=== Data for this task ===
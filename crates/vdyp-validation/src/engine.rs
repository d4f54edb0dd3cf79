//! Field and cross-field validation primitives
//!
//! Pure functions over already-parsed values. When a rule cannot be
//! evaluated (unknown species, missing coefficients, non-positive input)
//! the value is treated as valid and the reason is logged.

use crate::error::Advisory;
use crate::numeric::leading_number;
use tracing::{debug, warn};
use vdyp_tables::coefficients::BASAL_AREA_PER_DQ_SQUARED;
use vdyp_tables::{basal_area_coefficients, group_or_self, region_of, trees_per_hectare_coefficients, Region};

/// Inclusive range check
///
/// An absent or NaN value cannot be checked and counts as valid.
#[inline]
#[must_use]
pub fn validate_range(value: Option<f64>, min: f64, max: f64) -> bool {
    match value {
        Some(v) if !v.is_nan() => v >= min && v <= max,
        _ => true,
    }
}

/// Whether a BEC zone uses the coastal coefficient set
///
/// Unknown zones are interior.
#[must_use]
pub fn is_coastal_zone(bec_zone: &str) -> bool {
    match region_of(bec_zone) {
        Some(region) => region == Region::Coastal,
        None => {
            warn!(bec_zone, "unknown bec zone, using interior coefficients");
            false
        }
    }
}

/// Likely maximum basal area (m²/ha) for a species at a height
///
/// `None` when the limit cannot be evaluated.
#[must_use]
pub fn basal_area_limit(species: &str, is_coastal: bool, height: f64) -> Option<f64> {
    let group = group_or_self(species);
    let region = Region::from_coastal(is_coastal);

    let Some(coeffs) = basal_area_coefficients(&group, region) else {
        warn!(species, group = %group, ?region, "no basal area coefficients");
        return None;
    };
    if !coeffs.is_available() {
        debug!(group = %group, ?region, "basal area limit not calibrated");
        return None;
    }
    if !height.is_finite() || height <= 0.0 {
        debug!(height, "height not usable for basal area limit");
        return None;
    }

    let limit = coeffs.limit_at(height);
    limit.is_finite().then_some(limit)
}

/// Check basal area against the species/region limit curve
///
/// Returns `true` (valid) whenever the limit cannot be evaluated.
#[must_use]
pub fn validate_basal_area_against_limit(
    species: &str,
    is_coastal: bool,
    basal_area: Option<f64>,
    height: Option<f64>,
) -> bool {
    let (Some(ba), Some(height)) = (basal_area, height) else {
        return true;
    };
    if !ba.is_finite() {
        debug!(ba, "basal area not numeric");
        return true;
    }
    match basal_area_limit(species, is_coastal, height) {
        Some(limit) => ba <= limit,
        None => true,
    }
}

/// Basal area check producing an advisory
#[must_use]
pub fn basal_area_advisory(
    species: &str,
    is_coastal: bool,
    basal_area: Option<f64>,
    height: Option<f64>,
) -> Option<Advisory> {
    if validate_basal_area_against_limit(species, is_coastal, basal_area, height) {
        return None;
    }
    let limit = basal_area_limit(species, is_coastal, height?)?;
    Some(Advisory::BasalAreaAboveMaximum { limit })
}

/// Likely `(minimum, maximum)` trees per hectare for a stand
#[must_use]
pub fn trees_per_hectare_bounds(species: &str, is_coastal: bool, basal_area: f64, height: f64) -> Option<(f64, f64)> {
    let group = group_or_self(species);
    let region = Region::from_coastal(is_coastal);

    let Some(coeffs) = trees_per_hectare_coefficients(&group, region).filter(|c| c.is_available()) else {
        warn!(species, group = %group, ?region, "no trees per hectare coefficients");
        return None;
    };

    let dq_min = coeffs.p10.diameter_at(height);
    let dq_max = coeffs.p90.diameter_at(height);
    if dq_min <= 0.0 || dq_max <= 0.0 {
        debug!(dq_min, dq_max, height, "diameter curve non-positive");
        return None;
    }

    let tph_min = basal_area / (BASAL_AREA_PER_DQ_SQUARED * dq_max * dq_max);
    let tph_max = basal_area / (BASAL_AREA_PER_DQ_SQUARED * dq_min * dq_min);
    Some((tph_min, tph_max))
}

/// Check trees per hectare against the P10/P90 diameter curves
///
/// Returns `None` when the stand is within bounds or the check cannot
/// be evaluated.
#[must_use]
pub fn validate_trees_per_hectare_against_limits(
    species: &str,
    is_coastal: bool,
    basal_area: Option<f64>,
    trees_per_hectare: Option<f64>,
    height: Option<f64>,
) -> Option<Advisory> {
    let ba = basal_area.filter(|v| v.is_finite() && *v > 0.0)?;
    let tph = trees_per_hectare.filter(|v| v.is_finite() && *v > 0.0)?;
    let height = height.filter(|v| v.is_finite() && *v > 0.0)?;

    let (minimum, maximum) = trees_per_hectare_bounds(species, is_coastal, ba, height)?;
    if tph < minimum {
        Some(Advisory::TreesPerHectareBelowMinimum { minimum })
    } else if tph > maximum {
        Some(Advisory::TreesPerHectareAboveMaximum { maximum })
    } else {
        None
    }
}

/// Quadratic mean diameter (cm) implied by basal area and density
#[must_use]
pub fn quadratic_mean_diameter(basal_area: f64, trees_per_hectare: f64) -> Option<f64> {
    if basal_area <= 0.0 || trees_per_hectare <= 0.0 {
        return None;
    }
    let diameter = (basal_area / trees_per_hectare / BASAL_AREA_PER_DQ_SQUARED).sqrt();
    diameter.is_finite().then_some(diameter)
}

/// Check the implied diameter against a minimum-DBH label such as `"7.5 cm+"`
#[must_use]
pub fn validate_quadratic_mean_diameter(
    basal_area: Option<f64>,
    trees_per_hectare: Option<f64>,
    min_dbh_limit: Option<&str>,
) -> Option<Advisory> {
    let threshold = leading_number(min_dbh_limit?)?;
    let diameter = quadratic_mean_diameter(basal_area?, trees_per_hectare?)?;
    (diameter < threshold).then_some(Advisory::QuadraticMeanDiameterBelowLimit { diameter, threshold })
}
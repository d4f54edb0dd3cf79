//! Species codes and their SP0 groups
//!
//! Inventory species codes (SP64) roll up into sixteen SP0 groups.
//! Coefficient tables and utilization defaults are keyed by group.

use once_cell::sync::Lazy;
use std::collections::HashMap;

/// The sixteen SP0 species groups
pub const SPECIES_GROUPS: [&str; 16] = [
    "AC", "AT", "B", "C", "D", "E", "F", "H", "L", "MB", "PA", "PL", "PW", "PY", "S", "Y",
];

/// Coniferous groups, used for BCLCS level 4
pub const CONIFEROUS_GROUPS: [&str; 11] = ["B", "C", "F", "H", "L", "PA", "PL", "PW", "PY", "S", "Y"];

/// Broadleaf groups, used for BCLCS level 4
pub const BROADLEAF_GROUPS: [&str; 5] = ["AC", "AT", "D", "E", "MB"];

/// Number of species slots in the species panel
pub const SPECIES_SLOTS: usize = 6;

static SPECIES_GROUP_MAP: Lazy<HashMap<&'static str, &'static str>> = Lazy::new(|| {
    let pairs: &[(&str, &[&str])] = &[
        ("AC", &["AC", "ACB", "ACT", "AD", "AX"]),
        ("AT", &["A", "AT"]),
        ("B", &["B", "BA", "BB", "BC", "BG", "BL", "BM", "BP"]),
        ("C", &["C", "CW"]),
        ("D", &["D", "DG", "DM", "DR"]),
        ("E", &["E", "EA", "EB", "EE", "EP", "EW", "EXP"]),
        ("F", &["F", "FD", "FDC", "FDI"]),
        ("H", &["H", "HM", "HW", "HXM"]),
        ("L", &["L", "LA", "LD", "LS", "LT", "LW"]),
        ("MB", &["M", "MB", "ME", "MN", "MR", "MS", "MV"]),
        ("PA", &["PA", "PF"]),
        ("PL", &["P", "PJ", "PL", "PLC", "PLI", "PXJ"]),
        ("PW", &["PW"]),
        ("PY", &["PY"]),
        (
            "S",
            &["S", "SA", "SB", "SE", "SI", "SN", "SS", "SW", "SX", "SXB", "SXE", "SXL", "SXS", "SXW", "SXX"],
        ),
        ("Y", &["Y", "YC", "YP"]),
    ];

    pairs
        .iter()
        .flat_map(|(group, codes)| codes.iter().map(move |code| (*code, *group)))
        .collect()
});

/// SP0 group for a species code, `None` when the code is unknown
///
/// Lookup is case-insensitive and ignores surrounding whitespace.
#[must_use]
pub fn group_for(species_code: &str) -> Option<&'static str> {
    let code = species_code.trim().to_ascii_uppercase();
    SPECIES_GROUP_MAP.get(code.as_str()).copied()
}

/// SP0 group for a species code, falling back to the code itself
#[must_use]
pub fn group_or_self(species_code: &str) -> String {
    group_for(species_code).map_or_else(|| species_code.trim().to_ascii_uppercase(), str::to_string)
}

/// Check if the code is one of the sixteen SP0 groups
#[inline]
#[must_use]
pub fn is_group(code: &str) -> bool {
    SPECIES_GROUPS.contains(&code)
}

/// Check if the code names (or belongs to) a coniferous group
#[must_use]
pub fn is_coniferous(code: &str) -> bool {
    group_for(code).is_some_and(|g| CONIFEROUS_GROUPS.contains(&g))
}

/// Check if the code names (or belongs to) a broadleaf group
#[must_use]
pub fn is_broadleaf(code: &str) -> bool {
    group_for(code).is_some_and(|g| BROADLEAF_GROUPS.contains(&g))
}

/// Every known species code, sorted
#[must_use]
pub fn known_species() -> Vec<&'static str> {
    let mut codes: Vec<&'static str> = SPECIES_GROUP_MAP.keys().copied().collect();
    codes.sort_unstable();
    codes
}
//! Projection payload settings

use serde::{Deserialize, Serialize};
use vdyp_tables::csv_layout::DEFAULT_MAP_ID;
use vdyp_tables::{CombineAgeYearRange, MetadataToOutput, OutputFormat};

/// Settings applied to every built payload
#[derive(Debug, Clone, PartialEq, Eq, Serialize, Deserialize)]
#[serde(rename_all = "camelCase", default)]
pub struct ProjectionConfig {
    /// Requested output format
    pub output_format: OutputFormat,
    /// Metadata written alongside the yield table
    pub metadata_to_output: MetadataToOutput,
    /// How age and year ranges combine when both are supplied
    pub combine_age_year_range: CombineAgeYearRange,
    /// Select all debug options instead of excluding them
    pub enable_debug_options: bool,
    /// Map sheet written into generated CSV records
    pub map_id: String,
}

impl Default for ProjectionConfig {
    fn default() -> Self {
        Self {
            output_format: OutputFormat::default(),
            metadata_to_output: MetadataToOutput::default(),
            combine_age_year_range: CombineAgeYearRange::default(),
            enable_debug_options: true,
            map_id: DEFAULT_MAP_ID.to_string(),
        }
    }
}

impl ProjectionConfig {
    /// Create config with defaults
    #[must_use]
    pub fn new() -> Self {
        Self::default()
    }

    /// Set output format
    #[must_use]
    pub fn with_output_format(mut self, output_format: OutputFormat) -> Self {
        self.output_format = output_format;
        self
    }

    /// Set metadata to output
    #[must_use]
    pub fn with_metadata_to_output(mut self, metadata: MetadataToOutput) -> Self {
        self.metadata_to_output = metadata;
        self
    }

    /// Set age/year range combination
    #[must_use]
    pub fn with_combine_age_year_range(mut self, combine: CombineAgeYearRange) -> Self {
        self.combine_age_year_range = combine;
        self
    }

    /// Enable or disable debug options
    #[must_use]
    pub fn with_debug_options(mut self, enabled: bool) -> Self {
        self.enable_debug_options = enabled;
        self
    }

    /// Set map id
    #[must_use]
    pub fn with_map_id(mut self, map_id: impl Into<String>) -> Self {
        self.map_id = map_id.into();
        self
    }
}

#[cfg(test)]
mod tests {
    use super::*;

    #[test]
    fn defaults() {
        let config = ProjectionConfig::default();
        assert_eq!(config.output_format, OutputFormat::CsvYieldTable);
        assert_eq!(config.metadata_to_output, MetadataToOutput::Version);
        assert_eq!(config.combine_age_year_range, CombineAgeYearRange::Intersect);
        assert!(config.enable_debug_options);
        assert_eq!(config.map_id, "093C090");
    }

    #[test]
    fn builders_chain() {
        let config = ProjectionConfig::new()
            .with_output_format(OutputFormat::TextReport)
            .with_debug_options(false)
            .with_map_id("082G041");
        assert_eq!(config.output_format, OutputFormat::TextReport);
        assert!(!config.enable_debug_options);
        assert_eq!(config.map_id, "082G041");
    }

    #[test]
    fn partial_json_keeps_defaults() {
        let config: ProjectionConfig = serde_json::from_str(r#"{"metadataToOutput":"NONE"}"#).unwrap();
        assert_eq!(config.metadata_to_output, MetadataToOutput::None);
        assert_eq!(config.map_id, "093C090");
    }
}
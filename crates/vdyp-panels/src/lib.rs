//! VDYP Input Panels
//!
//! Ordered confirmation workflow for projection input panels.
//!
//! # Overview
//!
//! - **Layouts**: manual entry (species, site, stand, report) and file
//!   upload (report, then attachments)
//! - **State machine**: confirm/edit/reset with all-or-nothing transitions
//! - **Run condition**: every sequential panel confirmed, plus both files
//!   in the upload workflow
//! - **Observers**: change notification after each applied transition
//!
//! # Example
//!
//! ```rust
//! use vdyp_panels::{InputMode, PanelName, PanelStateMachine};
//!
//! let mut machine = PanelStateMachine::new(InputMode::InputModelParameters);
//! machine.confirm_panel(PanelName::SpeciesInfo).unwrap();
//! assert!(machine.state(PanelName::SiteInfo).unwrap().editable);
//!
//! machine.edit_panel(PanelName::SpeciesInfo).unwrap();
//! assert!(!machine.state(PanelName::SiteInfo).unwrap().editable);
//! ```

pub mod error;
pub mod machine;
pub mod observer;
pub mod panel;

// Re-exports
pub use error::StateMachineError;
pub use machine::{AttachedFiles, FileReference, PanelChange, PanelStateMachine, TransitionReport};
pub use observer::{PanelObserver, TransitionLog};
pub use panel::{InputMode, PanelLayout, PanelName, PanelState, PanelStatus};

/// Prelude module for common imports
pub mod prelude {
    //! Common imports for panel workflows
    pub use crate::{
        FileReference, InputMode, PanelName, PanelObserver, PanelState, PanelStateMachine, StateMachineError,
        TransitionReport,
    };
}

/// Version of this crate
pub const VERSION: &str = env!("CARGO_PKG_VERSION");
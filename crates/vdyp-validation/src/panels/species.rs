//! Species composition panel

use crate::error::ValidationError;
use crate::numeric::FieldValue;
use std::collections::HashSet;
use vdyp_tables::limits::{truncate_species_total, SPECIES_PERCENT, TOTAL_SPECIES_PERCENT};
use vdyp_tables::DerivedBy;

/// One species row as entered
#[derive(Debug, Clone, Copy, Default, PartialEq, Eq)]
pub struct SpeciesSlot<'a> {
    /// Species code
    pub code: Option<&'a str>,
    /// Percent text
    pub percent: Option<&'a str>,
}

impl<'a> SpeciesSlot<'a> {
    /// Create slot
    #[must_use]
    pub fn new(code: Option<&'a str>, percent: Option<&'a str>) -> Self {
        Self { code, percent }
    }
}

/// Sum of entered percents, truncated to one decimal
///
/// Blank and non-numeric percents count as zero.
#[must_use]
pub fn total_percent(slots: &[SpeciesSlot<'_>]) -> f64 {
    let sum: f64 = slots
        .iter()
        .filter_map(|s| FieldValue::parse(s.percent).number())
        .sum();
    truncate_species_total(sum)
}

/// Species panel validator
#[derive(Debug, Clone, Copy)]
pub struct SpeciesValidator;

impl SpeciesValidator {
    /// Create validator
    #[must_use]
    pub fn new() -> Self {
        Self
    }

    /// Percentages must total exactly 100.0
    pub fn validate_total_percent(&self, slots: &[SpeciesSlot<'_>]) -> Result<(), ValidationError> {
        let total = total_percent(slots);
        if (total - TOTAL_SPECIES_PERCENT).abs() < f64::EPSILON {
            Ok(())
        } else {
            Err(ValidationError::TotalPercentNot100 {
                total: format!("{total:.1}"),
            })
        }
    }

    /// No species code may appear twice
    pub fn validate_duplicates(&self, slots: &[SpeciesSlot<'_>]) -> Result<(), ValidationError> {
        let mut seen = HashSet::new();
        for code in slots.iter().filter_map(|s| s.code.map(str::trim)) {
            if code.is_empty() {
                continue;
            }
            if !seen.insert(code.to_ascii_uppercase()) {
                return Err(ValidationError::DuplicateSpecies { code: code.to_string() });
            }
        }
        Ok(())
    }

    /// Each percent lies within 0..=100
    pub fn validate_percent_ranges(&self, slots: &[SpeciesSlot<'_>]) -> Result<(), ValidationError> {
        for (slot, entry) in slots.iter().enumerate() {
            if !FieldValue::parse(entry.percent).within(SPECIES_PERCENT.min, SPECIES_PERCENT.max) {
                return Err(ValidationError::SpeciesPercentOutOfRange {
                    slot,
                    min: SPECIES_PERCENT.min,
                    max: SPECIES_PERCENT.max,
                });
            }
        }
        Ok(())
    }

    /// A derivation method must be chosen
    pub fn validate_derived_by(&self, derived_by: Option<DerivedBy>) -> Result<(), ValidationError> {
        derived_by.map(|_| ()).ok_or(ValidationError::MissingDerivedBy)
    }

    /// Run every check in confirmation order
    pub fn validate(&self, derived_by: Option<DerivedBy>, slots: &[SpeciesSlot<'_>]) -> Result<(), ValidationError> {
        self.validate_derived_by(derived_by)?;
        self.validate_percent_ranges(slots)?;
        self.validate_duplicates(slots)?;
        self.validate_total_percent(slots)
    }
}

impl Default for SpeciesValidator {
    fn default() -> Self {
        Self::new()
    }
}

#[cfg(test)]
mod tests {
    use super::*;

    fn slots<'a>(entries: &[(&'a str, &'a str)]) -> Vec<SpeciesSlot<'a>> {
        entries
            .iter()
            .map(|(c, p)| SpeciesSlot::new(Some(c), Some(p)))
            .collect()
    }

    #[test]
    fn total_truncates_to_one_decimal() {
        let s = slots(&[("PL", "33.33"), ("AC", "33.33"), ("H", "33.34")]);
        assert!((total_percent(&s) - 100.0).abs() < f64::EPSILON);

        let s = slots(&[("PL", "99.99")]);
        assert!((total_percent(&s) - 99.9).abs() < 1e-9);

        let s = slots(&[("PL", "33.33"), ("AC", "66.66")]);
        let err = SpeciesValidator::new().validate_total_percent(&s).unwrap_err();
        assert_eq!(err, ValidationError::TotalPercentNot100 { total: "99.9".into() });
    }

    #[test]
    fn total_must_be_100() {
        let v = SpeciesValidator::new();
        assert!(v.validate_total_percent(&slots(&[("PL", "30"), ("AC", "70")])).is_ok());
        let err = v.validate_total_percent(&slots(&[("PL", "30"), ("AC", "60")])).unwrap_err();
        assert_eq!(err, ValidationError::TotalPercentNot100 { total: "90.0".into() });
    }

    #[test]
    fn duplicate_named_in_message() {
        let v = SpeciesValidator::new();
        let err = v
            .validate_duplicates(&slots(&[("PL", "50"), ("AC", "25"), ("PL", "25")]))
            .unwrap_err();
        assert_eq!(err.to_string(), "Species 'PL' already specified");
    }

    #[test]
    fn blank_codes_are_not_duplicates() {
        let v = SpeciesValidator::new();
        let s = vec![SpeciesSlot::default(), SpeciesSlot::default(), SpeciesSlot::new(Some("PL"), Some("100"))];
        assert!(v.validate_duplicates(&s).is_ok());
    }

    #[test]
    fn percent_range() {
        let v = SpeciesValidator::new();
        let err = v.validate_percent_ranges(&slots(&[("PL", "50"), ("AC", "101")])).unwrap_err();
        assert!(matches!(err, ValidationError::SpeciesPercentOutOfRange { slot: 1, .. }));
        assert_eq!(err.to_string(), "Please enter a value between 0 and 100");
    }

    #[test]
    fn derived_by_required_first() {
        let v = SpeciesValidator::new();
        assert_eq!(
            v.validate(None, &slots(&[("PL", "100")])),
            Err(ValidationError::MissingDerivedBy)
        );
        assert!(v.validate(Some(DerivedBy::Volume), &slots(&[("PL", "100")])).is_ok());
    }
}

=== Goal of the exercise ===
Copy here each line of the preceding records with "EPSILON" in it.

=== Solution ===
        if (total - TOTAL_SPECIES_PERCENT).abs() < f64::EPSILON {
        assert!((total_percent(&s) - 100.0).abs() < f64::EPSILON);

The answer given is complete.